» Source information
========================================
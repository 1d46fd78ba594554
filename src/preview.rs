//! Preview: loads bound data and re-renders the component list read-only.
//!
//! DESIGN
//! ======
//! The preview keeps its own [`DataContext`], independent of the design
//! canvas. A load fetches every declared `api` source one after another and
//! stores each body under its code; a failing source stores `[]` and the
//! rest still load. When the host supplies external data (printing a real
//! record) the load step is skipped entirely and that value is the context.

#[cfg(test)]
#[path = "preview_test.rs"]
mod preview_test;

use serde::Serialize;
use serde_json::Value;
use tracing::{debug, info, warn};

use crate::canvas::{self, CanvasView};
use crate::consts::EMPTY_PREVIEW_TEXT;
use crate::context::{DataContext, ResolvedData};
use crate::http::FetchError;
use crate::model::{BindingKind, Component, ReportConfig};
use crate::registry;

/// Plain HTTP GET of a data-source URL.
#[async_trait::async_trait]
pub trait DataFetcher: Send + Sync {
    /// Fetch `url` and return the response body as JSON.
    ///
    /// # Errors
    ///
    /// Returns a [`FetchError`] on transport failure, non-success status, or
    /// an unparseable body.
    async fn get_json(&self, url: &str) -> Result<Value, FetchError>;
}

/// State of the refresh control.
#[derive(Debug, Clone, Copy, PartialEq, Eq, Serialize)]
pub struct RefreshControl {
    pub visible: bool,
    pub loading: bool,
}

/// Rendered preview.
#[derive(Debug, Clone, PartialEq, Serialize)]
pub struct PreviewView {
    pub canvas: CanvasView,
    pub refresh: RefreshControl,
}

/// Read-only renderer with its own data context.
#[derive(Debug, Clone)]
pub struct Preview {
    data: DataContext,
    external: Option<Value>,
    show_refresh: bool,
    loading: bool,
}

impl Default for Preview {
    fn default() -> Self {
        Self { data: DataContext::new(), external: None, show_refresh: true, loading: false }
    }
}

impl Preview {
    /// A live preview that loads data sources and shows the refresh control.
    #[must_use]
    pub fn new() -> Self {
        Self::default()
    }

    /// A preview rendering purely from `data`, with no refresh control.
    ///
    /// No fetch is ever issued by this preview.
    #[must_use]
    pub fn with_external_data(data: Value) -> Self {
        Self { data: DataContext::from_value(data.clone()), external: Some(data), show_refresh: false, loading: false }
    }

    /// Hide the refresh control.
    #[must_use]
    pub fn without_refresh(mut self) -> Self {
        self.show_refresh = false;
        self
    }

    #[must_use]
    pub fn data(&self) -> &DataContext {
        &self.data
    }

    #[must_use]
    pub fn is_loading(&self) -> bool {
        self.loading
    }

    /// (Re)load the data context for `config`.
    pub async fn load(&mut self, config: &ReportConfig, fetcher: &dyn DataFetcher) {
        if let Some(external) = &self.external {
            debug!("preview using external data; skipping fetch");
            self.data = DataContext::from_value(external.clone());
            return;
        }

        self.loading = true;
        let mut ctx = DataContext::new();
        for source in config.declared_sources() {
            let Some(code) = source.code else {
                continue;
            };
            let url = match (source.kind, source.url) {
                (BindingKind::Api, Some(url)) => url,
                (kind, _) => {
                    debug!(%code, kind = kind.as_str(), "data source not loadable by preview; skipped");
                    continue;
                }
            };
            match fetcher.get_json(&url).await {
                Ok(body) => ctx.insert(code, body),
                Err(e) => {
                    warn!(%code, error = %e, "data source fetch failed; using empty result");
                    ctx.insert(code, Value::Array(Vec::new()));
                }
            }
        }
        info!(sources = ctx.as_value().as_object().map_or(0, serde_json::Map::len), "preview data loaded");
        self.data = ctx;
        self.loading = false;
    }

    /// The refresh control: re-runs [`Preview::load`].
    pub async fn refresh(&mut self, config: &ReportConfig, fetcher: &dyn DataFetcher) {
        self.load(config, fetcher).await;
    }

    /// Data handed to `component`'s renderer.
    ///
    /// A table or chart bound by code gets the array under that code (`[]` if
    /// the stored value is not an array); everything else gets the whole
    /// context.
    #[must_use]
    pub fn resolve<'a>(&'a self, component: &Component) -> ResolvedData<'a> {
        let code = component
            .binding()
            .and_then(|b| b.code)
            .filter(|_| component.kind.is_data_bound());
        match code {
            Some(code) => ResolvedData::Rows(self.data.rows(&code)),
            None => ResolvedData::Context(&self.data),
        }
    }

    /// Render every component of `config` with its resolved data.
    #[must_use]
    pub fn render(&self, config: &ReportConfig) -> PreviewView {
        let canvas = if config.components.is_empty() {
            CanvasView::Empty { placeholder: EMPTY_PREVIEW_TEXT }
        } else {
            let nodes = config
                .components
                .iter()
                .map(|c| canvas::place(c, registry::render(c, &self.resolve(c)), false))
                .collect();
            CanvasView::Placed { nodes }
        };
        PreviewView { canvas, refresh: RefreshControl { visible: self.show_refresh, loading: self.loading } }
    }
}
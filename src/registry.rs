//! Renderer registry: maps a component's type tag to the function that draws it.
//!
//! Rendering produces a toolkit-neutral [`RenderNode`]; the host turns nodes
//! into widgets. The registry is a closed switch over [`ComponentKind`] and is
//! total: `group` and any unrecognized tag render a fallback label.

#[cfg(test)]
#[path = "registry_test.rs"]
mod registry_test;

use std::fmt;

use serde::Serialize;
use serde_json::Value;

use crate::context::{ResolvedData, value_number, value_text};
use crate::model::{ChartType, Component, ComponentKind, TextType};

/// A rendering function for one component kind.
pub type RenderFn = fn(&Component, &ResolvedData<'_>) -> RenderNode;

/// Visual output for one component, before placement.
#[derive(Debug, Clone, PartialEq, Serialize)]
#[serde(tag = "node", rename_all = "snake_case")]
pub enum RenderNode {
    Table {
        columns: Vec<TableColumn>,
        rows: Vec<Vec<String>>,
        /// Rows per page when pagination is configured.
        page_size: Option<u64>,
    },
    Chart {
        chart_type: ChartType,
        points: Vec<ChartPoint>,
    },
    Text {
        text_type: TextType,
        /// Heading level; only set for titles.
        level: Option<u8>,
        text: String,
    },
    Image {
        src: String,
        alt: String,
    },
    /// An embedded system/core/business configuration panel.
    ConfigPanel { kind: String },
    /// Raw type name for kinds with no renderer.
    Fallback { label: String },
}

#[derive(Debug, Clone, PartialEq, Eq, Serialize)]
pub struct TableColumn {
    pub title: String,
    pub data_index: String,
}

#[derive(Debug, Clone, PartialEq, Serialize)]
pub struct ChartPoint {
    pub label: String,
    pub value: f64,
}

/// Resolve the renderer for a type tag.
#[must_use]
pub fn renderer_for(kind: &ComponentKind) -> RenderFn {
    match kind {
        ComponentKind::Table => render_table,
        ComponentKind::Chart => render_chart,
        ComponentKind::Text => render_text,
        ComponentKind::Image => render_image,
        ComponentKind::SystemConfig | ComponentKind::CoreConfig | ComponentKind::BusinessConfig => {
            render_config_panel
        }
        ComponentKind::Group | ComponentKind::Other(_) => render_fallback,
    }
}

/// Render one component with its resolved data.
#[must_use]
pub fn render(component: &Component, data: &ResolvedData<'_>) -> RenderNode {
    renderer_for(&component.kind)(component, data)
}

// =============================================================================
// RENDERERS
// =============================================================================

fn render_table(component: &Component, data: &ResolvedData<'_>) -> RenderNode {
    let rows = data.rows();
    let columns = table_columns(component, rows);
    let cells = rows
        .iter()
        .map(|row| {
            columns
                .iter()
                .map(|col| row.get(&col.data_index).map(value_text).unwrap_or_default())
                .collect()
        })
        .collect();
    let page_size = component
        .field("pagination")
        .and_then(|p| p.get("pageSize"))
        .and_then(Value::as_u64);
    RenderNode::Table { columns, rows: cells, page_size }
}

/// Columns from the component's `columns` field, or the first row's keys.
///
/// Entries may be plain strings (key and title) or `{title, dataIndex}`
/// objects; `key` is accepted in place of `dataIndex`.
fn table_columns(component: &Component, rows: &[Value]) -> Vec<TableColumn> {
    if let Some(Value::Array(defs)) = component.field("columns") {
        let cols: Vec<TableColumn> = defs
            .iter()
            .filter_map(|def| match def {
                Value::String(key) => Some(TableColumn { title: key.clone(), data_index: key.clone() }),
                Value::Object(obj) => {
                    let index = obj
                        .get("dataIndex")
                        .or_else(|| obj.get("key"))
                        .and_then(Value::as_str)?;
                    let title = obj.get("title").and_then(Value::as_str).unwrap_or(index);
                    Some(TableColumn { title: title.to_owned(), data_index: index.to_owned() })
                }
                _ => None,
            })
            .collect();
        if !cols.is_empty() {
            return cols;
        }
    }
    rows.first()
        .and_then(Value::as_object)
        .map(|obj| {
            obj.keys()
                .map(|k| TableColumn { title: k.clone(), data_index: k.clone() })
                .collect()
        })
        .unwrap_or_default()
}

fn render_chart(component: &Component, data: &ResolvedData<'_>) -> RenderNode {
    let cfg = component.chart_config();
    let field = |key: &str, default: &'static str| {
        cfg.and_then(|c| c.get(key))
            .and_then(Value::as_str)
            .unwrap_or(default)
            .to_owned()
    };
    let x_field = field("xField", "x");
    let y_field = field("yField", "y");

    let points = data
        .rows()
        .iter()
        .filter_map(|row| {
            let label = row.get(&x_field).map(value_text)?;
            let value = row
                .get(&y_field)
                .or_else(|| row.get("value"))
                .and_then(value_number)?;
            Some(ChartPoint { label, value })
        })
        .collect();
    RenderNode::Chart { chart_type: component.chart_type(), points }
}

fn render_text(component: &Component, data: &ResolvedData<'_>) -> RenderNode {
    let text_type = component.text_type();
    let level = (text_type == TextType::Title).then(|| component.level());
    RenderNode::Text { text_type, level, text: data.interpolate(component.content()) }
}

fn render_image(component: &Component, data: &ResolvedData<'_>) -> RenderNode {
    RenderNode::Image { src: data.interpolate(component.src()), alt: data.interpolate(component.alt()) }
}

fn render_config_panel(component: &Component, _data: &ResolvedData<'_>) -> RenderNode {
    RenderNode::ConfigPanel { kind: component.kind.as_str().to_owned() }
}

fn render_fallback(component: &Component, _data: &ResolvedData<'_>) -> RenderNode {
    RenderNode::Fallback { label: component.kind.as_str().to_owned() }
}

// =============================================================================
// TEXT OUTPUT
// =============================================================================

impl fmt::Display for RenderNode {
    fn fmt(&self, f: &mut fmt::Formatter<'_>) -> fmt::Result {
        match self {
            Self::Table { columns, rows, .. } => {
                let header: Vec<&str> = columns.iter().map(|c| c.title.as_str()).collect();
                write!(f, "| {} |", header.join(" | "))?;
                for row in rows {
                    write!(f, "\n| {} |", row.join(" | "))?;
                }
                Ok(())
            }
            Self::Chart { chart_type, points } => {
                write!(f, "[{} chart]", chart_type.as_str())?;
                for p in points {
                    write!(f, " {}={}", p.label, p.value)?;
                }
                Ok(())
            }
            Self::Text { level: Some(level), text, .. } => {
                write!(f, "{} {text}", "#".repeat(usize::from(*level)))
            }
            Self::Text { text, .. } => f.write_str(text),
            Self::Image { src, alt } => write!(f, "![{alt}]({src})"),
            Self::ConfigPanel { kind } => write!(f, "[{kind} panel]"),
            Self::Fallback { label } => f.write_str(label),
        }
    }
}
//! Property panel: the type-conditional form for the selected component.
//!
//! ARCHITECTURE
//! ============
//! The panel never mutates the document. `view` describes the form for the
//! current selection, and `edit` turns one field change into the merged
//! component `{...selected, ...changed}` which the designer shell writes back
//! by id. The data-source catalog is fetched once at mount; a failed fetch
//! leaves it empty and editing carries on.

#[cfg(test)]
#[path = "panel_test.rs"]
mod panel_test;

use serde::{Deserialize, Serialize};
use serde_json::{Map, Value, json};
use tracing::{info, warn};

use crate::context::value_number;
use crate::error::ErrorCode;
use crate::http::FetchError;
use crate::model::{BindingKind, ChartType, Component, ComponentKind, ModelError, TextType};

// =============================================================================
// CATALOG
// =============================================================================

/// One entry of the data-source catalog.
#[derive(Debug, Clone, PartialEq, Eq, Serialize, Deserialize)]
pub struct CatalogEntry {
    pub uuid: String,
    pub code: String,
    pub name: String,
}

/// One page of the catalog listing.
#[derive(Debug, Clone, PartialEq, Eq, Serialize, Deserialize)]
pub struct CatalogPage {
    pub items: Vec<CatalogEntry>,
    pub total: u64,
}

/// Paginated listing of available data sources.
#[async_trait::async_trait]
pub trait DataSourceCatalog: Send + Sync {
    /// Fetch one page (1-based).
    ///
    /// # Errors
    ///
    /// Returns a [`FetchError`] if the listing cannot be retrieved.
    async fn list(&self, page: u32, page_size: u32) -> Result<CatalogPage, FetchError>;
}

// =============================================================================
// ERRORS
// =============================================================================

#[derive(Debug, thiserror::Error)]
pub enum PanelError {
    #[error("field `{key}` is not editable for this component")]
    NotEditable { key: String },
    #[error("invalid value for `{key}`: {reason}")]
    InvalidValue { key: String, reason: String },
    #[error(transparent)]
    Model(#[from] ModelError),
}

impl ErrorCode for PanelError {
    fn error_code(&self) -> &'static str {
        match self {
            Self::NotEditable { .. } => "E_FIELD_NOT_EDITABLE",
            Self::InvalidValue { .. } => "E_INVALID_FIELD_VALUE",
            Self::Model(e) => e.error_code(),
        }
    }
}

fn invalid(key: &str, reason: impl Into<String>) -> PanelError {
    PanelError::InvalidValue { key: key.to_owned(), reason: reason.into() }
}

// =============================================================================
// FORM DESCRIPTION
// =============================================================================

/// Input widget for one field.
#[derive(Debug, Clone, PartialEq, Serialize)]
#[serde(tag = "input", rename_all = "snake_case")]
pub enum FieldInput {
    Number { min: Option<f64>, max: Option<f64> },
    Text,
    TextArea,
    Url,
    Select { options: Vec<SelectOption> },
}

#[derive(Debug, Clone, PartialEq, Eq, Serialize)]
pub struct SelectOption {
    pub value: String,
    pub label: String,
}

impl SelectOption {
    fn new(value: &str, label: &str) -> Self {
        Self { value: value.to_owned(), label: label.to_owned() }
    }
}

/// One editable field with its current value.
#[derive(Debug, Clone, PartialEq, Serialize)]
pub struct Field {
    /// Patch key; nested binding fields use `dataSource.<name>`.
    pub key: &'static str,
    pub label: &'static str,
    pub input: FieldInput,
    pub value: Value,
}

/// What the panel shows.
#[derive(Debug, Clone, PartialEq, Serialize)]
#[serde(tag = "view", rename_all = "snake_case")]
pub enum PanelView {
    /// Nothing selected.
    Empty,
    Form { component_id: String, fields: Vec<Field> },
}

impl PanelView {
    /// Look up a field by key.
    #[must_use]
    pub fn field(&self, key: &str) -> Option<&Field> {
        match self {
            Self::Empty => None,
            Self::Form { fields, .. } => fields.iter().find(|f| f.key == key),
        }
    }
}

// =============================================================================
// PANEL
// =============================================================================

/// The property panel and its data-source catalog.
#[derive(Debug, Clone, Default)]
pub struct PropertyPanel {
    catalog: Vec<CatalogEntry>,
}

impl PropertyPanel {
    #[must_use]
    pub fn new() -> Self {
        Self::default()
    }

    /// Panel with a pre-fetched catalog.
    #[must_use]
    pub fn with_catalog(catalog: Vec<CatalogEntry>) -> Self {
        Self { catalog }
    }

    /// Fetch the first catalog page. Failure is logged and leaves the catalog
    /// empty.
    pub async fn mount(&mut self, source: &dyn DataSourceCatalog, page_size: u32) {
        match source.list(1, page_size).await {
            Ok(page) => {
                info!(count = page.items.len(), total = page.total, "data-source catalog loaded");
                self.catalog = page.items;
            }
            Err(e) => {
                warn!(error = %e, "data-source catalog fetch failed; continuing with empty catalog");
                self.catalog.clear();
            }
        }
    }

    #[must_use]
    pub fn catalog(&self) -> &[CatalogEntry] {
        &self.catalog
    }

    /// Describe the form for `selected`.
    #[must_use]
    pub fn view(&self, selected: Option<&Component>) -> PanelView {
        let Some(c) = selected else {
            return PanelView::Empty;
        };

        let mut fields = vec![
            number_field("x", "X", json!(c.x), Some(0.0), None),
            number_field("y", "Y", json!(c.y), Some(0.0), None),
            number_field("width", "Width", json!(c.width), None, None),
            number_field("height", "Height", json!(c.height), None, None),
        ];

        if c.kind.is_data_bound() {
            self.binding_fields(c, &mut fields);
        }

        match c.kind {
            ComponentKind::Chart => fields.push(Field {
                key: "chartType",
                label: "Chart type",
                input: FieldInput::Select {
                    options: vec![
                        SelectOption::new(ChartType::Column.as_str(), "Column"),
                        SelectOption::new(ChartType::Line.as_str(), "Line"),
                        SelectOption::new(ChartType::Pie.as_str(), "Pie"),
                        SelectOption::new(ChartType::Scatter.as_str(), "Scatter"),
                    ],
                },
                value: json!(c.chart_type().as_str()),
            }),
            ComponentKind::Text => {
                let text_type = c.text_type();
                fields.push(Field {
                    key: "textType",
                    label: "Text type",
                    input: FieldInput::Select {
                        options: vec![
                            SelectOption::new(TextType::Title.as_str(), "Title"),
                            SelectOption::new(TextType::Paragraph.as_str(), "Paragraph"),
                            SelectOption::new(TextType::Label.as_str(), "Label"),
                        ],
                    },
                    value: json!(text_type.as_str()),
                });
                fields.push(Field { key: "content", label: "Content", input: FieldInput::TextArea, value: json!(c.content()) });
                if text_type == TextType::Title {
                    fields.push(number_field("level", "Heading level", json!(c.level()), Some(1.0), Some(6.0)));
                }
            }
            ComponentKind::Image => {
                fields.push(Field { key: "src", label: "Image URL", input: FieldInput::Url, value: json!(c.src()) });
                fields.push(Field { key: "alt", label: "Description", input: FieldInput::Text, value: json!(c.alt()) });
            }
            _ => {}
        }

        PanelView::Form { component_id: c.id.clone(), fields }
    }

    fn binding_fields(&self, c: &Component, fields: &mut Vec<Field>) {
        let binding = c.binding();
        // An unrecognized stored type is shown, and edited, as a named source.
        let kind = match binding.as_ref().map(|b| b.kind) {
            Some(BindingKind::Api) => BindingKind::Api,
            _ => BindingKind::DataSource,
        };
        fields.push(Field {
            key: "dataSource.type",
            label: "Data source type",
            input: FieldInput::Select {
                options: vec![
                    SelectOption::new(BindingKind::DataSource.as_str(), "Data source"),
                    SelectOption::new(BindingKind::Api.as_str(), "API"),
                ],
            },
            value: json!(kind.as_str()),
        });
        let code = binding.as_ref().and_then(|b| b.code.clone()).unwrap_or_default();
        match kind {
            BindingKind::Api => {
                let url = binding.and_then(|b| b.url).unwrap_or_default();
                fields.push(Field { key: "dataSource.url", label: "API URL", input: FieldInput::Url, value: json!(url) });
                fields.push(Field { key: "dataSource.code", label: "Data key", input: FieldInput::Text, value: json!(code) });
            }
            BindingKind::DataSource | BindingKind::Unknown => {
                let options = self
                    .catalog
                    .iter()
                    .map(|e| SelectOption { value: e.code.clone(), label: e.name.clone() })
                    .collect();
                fields.push(Field {
                    key: "dataSource.code",
                    label: "Data source",
                    input: FieldInput::Select { options },
                    value: json!(code),
                });
            }
        }
    }

    /// Apply one field change to `selected`.
    ///
    /// Returns `Ok(None)` when nothing is selected. Otherwise returns the
    /// merged component for the shell to write back.
    ///
    /// # Errors
    ///
    /// Returns `NotEditable` for keys the current form does not show, and
    /// `InvalidValue` for out-of-range numbers or unknown enum values.
    pub fn edit(&self, selected: Option<&Component>, key: &str, value: Value) -> Result<Option<Component>, PanelError> {
        let Some(c) = selected else {
            return Ok(None);
        };
        let view = self.view(Some(c));
        let Some(field) = view.field(key) else {
            return Err(PanelError::NotEditable { key: key.to_owned() });
        };
        let value = check_value(field, value)?;

        let mut patch = Map::new();
        if let Some(sub) = key.strip_prefix("dataSource.") {
            let mut binding = match c.field("dataSource") {
                Some(Value::Object(existing)) => existing.clone(),
                _ => Map::new(),
            };
            binding.insert(sub.to_owned(), value);
            patch.insert("dataSource".to_owned(), Value::Object(binding));
        } else {
            patch.insert(key.to_owned(), value);
        }

        let merged = c.merged(&patch)?;
        merged.check_geometry()?;
        Ok(Some(merged))
    }
}

fn number_field(key: &'static str, label: &'static str, value: Value, min: Option<f64>, max: Option<f64>) -> Field {
    Field { key, label, input: FieldInput::Number { min, max }, value }
}

/// Validate `value` against the field's input and normalize it.
fn check_value(field: &Field, value: Value) -> Result<Value, PanelError> {
    let key = field.key;
    match &field.input {
        FieldInput::Number { min, max } => {
            let n = value_number(&value).ok_or_else(|| invalid(key, "expected a number"))?;
            if min.is_some_and(|m| n < m) || max.is_some_and(|m| n > m) {
                return Err(invalid(key, format!("{n} is out of range")));
            }
            if key == "level" {
                if n.fract() != 0.0 {
                    return Err(invalid(key, "expected a whole number"));
                }
                #[allow(clippy::cast_possible_truncation)]
                return Ok(json!(n as i64));
            }
            Ok(json!(n))
        }
        FieldInput::Select { options } if key != "dataSource.code" => {
            let Some(raw) = value.as_str() else {
                return Err(invalid(key, "expected a string"));
            };
            if options.iter().any(|o| o.value == raw) {
                Ok(value)
            } else {
                Err(invalid(key, format!("unknown option `{raw}`")))
            }
        }
        // The catalog may be empty after a failed fetch; any code is accepted.
        FieldInput::Select { .. } | FieldInput::Text | FieldInput::TextArea | FieldInput::Url => match value {
            Value::String(_) => Ok(value),
            Value::Null => Ok(json!("")),
            _ => Err(invalid(key, "expected a string")),
        },
    }
}
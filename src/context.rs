//! Data context handed to renderers, and `{{path}}` interpolation over it.
//!
//! The preview keeps one `DataContext` per load: a JSON object keyed by
//! data-source code, or whatever literal value a host supplied for printing.
//! `ResolvedData` is the per-component view of that context.

#[cfg(test)]
#[path = "context_test.rs"]
mod context_test;

use serde_json::{Map, Value};

/// Loaded data keyed by data-source code.
#[derive(Debug, Clone, PartialEq)]
pub struct DataContext(Value);

impl Default for DataContext {
    fn default() -> Self {
        Self(Value::Object(Map::new()))
    }
}

impl DataContext {
    #[must_use]
    pub fn new() -> Self {
        Self::default()
    }

    /// Wrap a caller-supplied value as-is.
    #[must_use]
    pub fn from_value(value: Value) -> Self {
        Self(value)
    }

    #[must_use]
    pub fn as_value(&self) -> &Value {
        &self.0
    }

    /// Store `value` under `code`. A non-object context is replaced by an
    /// object first.
    pub fn insert(&mut self, code: impl Into<String>, value: Value) {
        if !self.0.is_object() {
            self.0 = Value::Object(Map::new());
        }
        if let Some(map) = self.0.as_object_mut() {
            map.insert(code.into(), value);
        }
    }

    #[must_use]
    pub fn get(&self, code: &str) -> Option<&Value> {
        self.0.get(code)
    }

    /// The array stored under `code`; anything else reads as empty.
    #[must_use]
    pub fn rows(&self, code: &str) -> &[Value] {
        match self.0.get(code) {
            Some(Value::Array(rows)) => rows,
            _ => &[],
        }
    }

    /// Resolve a dotted path such as `operations.0.operation_name`.
    ///
    /// Numeric segments index arrays; all other segments are object keys.
    #[must_use]
    pub fn lookup(&self, path: &str) -> Option<&Value> {
        lookup_path(&self.0, path)
    }
}

/// Resolve a dotted path against a JSON value.
#[must_use]
pub fn lookup_path<'a>(root: &'a Value, path: &str) -> Option<&'a Value> {
    let path = path.trim();
    if path.is_empty() {
        return None;
    }
    path.split('.').try_fold(root, |node, segment| match node {
        Value::Array(items) => match segment.parse::<usize>() {
            Ok(i) => items.get(i),
            Err(_) => None,
        },
        Value::Object(map) => map.get(segment),
        _ => None,
    })
}

/// Display text of a JSON value: strings unquoted, null empty, containers as
/// compact JSON.
#[must_use]
pub fn value_text(value: &Value) -> String {
    match value {
        Value::Null => String::new(),
        Value::String(s) => s.clone(),
        Value::Bool(b) => b.to_string(),
        Value::Number(n) => n.to_string(),
        Value::Array(_) | Value::Object(_) => value.to_string(),
    }
}

/// Read a finite number from a JSON number or a numeric string.
#[must_use]
pub fn value_number(value: &Value) -> Option<f64> {
    let n = match value {
        Value::Number(n) => n.as_f64()?,
        Value::String(s) => match s.trim().parse::<f64>() {
            Ok(n) => n,
            Err(_) => return None,
        },
        _ => return None,
    };
    n.is_finite().then_some(n)
}

/// Replace every `{{path}}` in `template` with the value found at `path`.
///
/// Missing paths become empty text. An unterminated `{{` is copied through
/// literally.
#[must_use]
pub fn interpolate(template: &str, ctx: &DataContext) -> String {
    let mut out = String::with_capacity(template.len());
    let mut rest = template;
    while let Some(start) = rest.find("{{") {
        out.push_str(&rest[..start]);
        let after = &rest[start + 2..];
        let Some(end) = after.find("}}") else {
            out.push_str(&rest[start..]);
            return out;
        };
        if let Some(value) = ctx.lookup(&after[..end]) {
            out.push_str(&value_text(value));
        }
        rest = &after[end + 2..];
    }
    out.push_str(rest);
    out
}

/// The data one component receives at render time.
#[derive(Debug, Clone, Copy)]
pub enum ResolvedData<'a> {
    /// Design time: no data loaded, placeholders are shown verbatim.
    Unbound,
    /// The array bound through `dataSource.code`.
    Rows(&'a [Value]),
    /// The whole context, for free-form interpolation.
    Context(&'a DataContext),
}

impl<'a> ResolvedData<'a> {
    /// Rows for table/chart rendering. Empty unless bound.
    #[must_use]
    pub fn rows(&self) -> &'a [Value] {
        match *self {
            Self::Rows(rows) => rows,
            Self::Unbound | Self::Context(_) => &[],
        }
    }

    /// Interpolate `template` against the context; verbatim otherwise.
    #[must_use]
    pub fn interpolate(&self, template: &str) -> String {
        match *self {
            Self::Context(ctx) => interpolate(template, ctx),
            Self::Unbound | Self::Rows(_) => template.to_owned(),
        }
    }
}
========================================
» Exercise prompt
Among the lines above, show every one that contains the string "points".

» Exercise result
        points: Vec<ChartPoint>,
    let points = data
    RenderNode::Chart { chart_type: component.chart_type(), points }
            Self::Chart { chart_type, points } => {
                for p in points {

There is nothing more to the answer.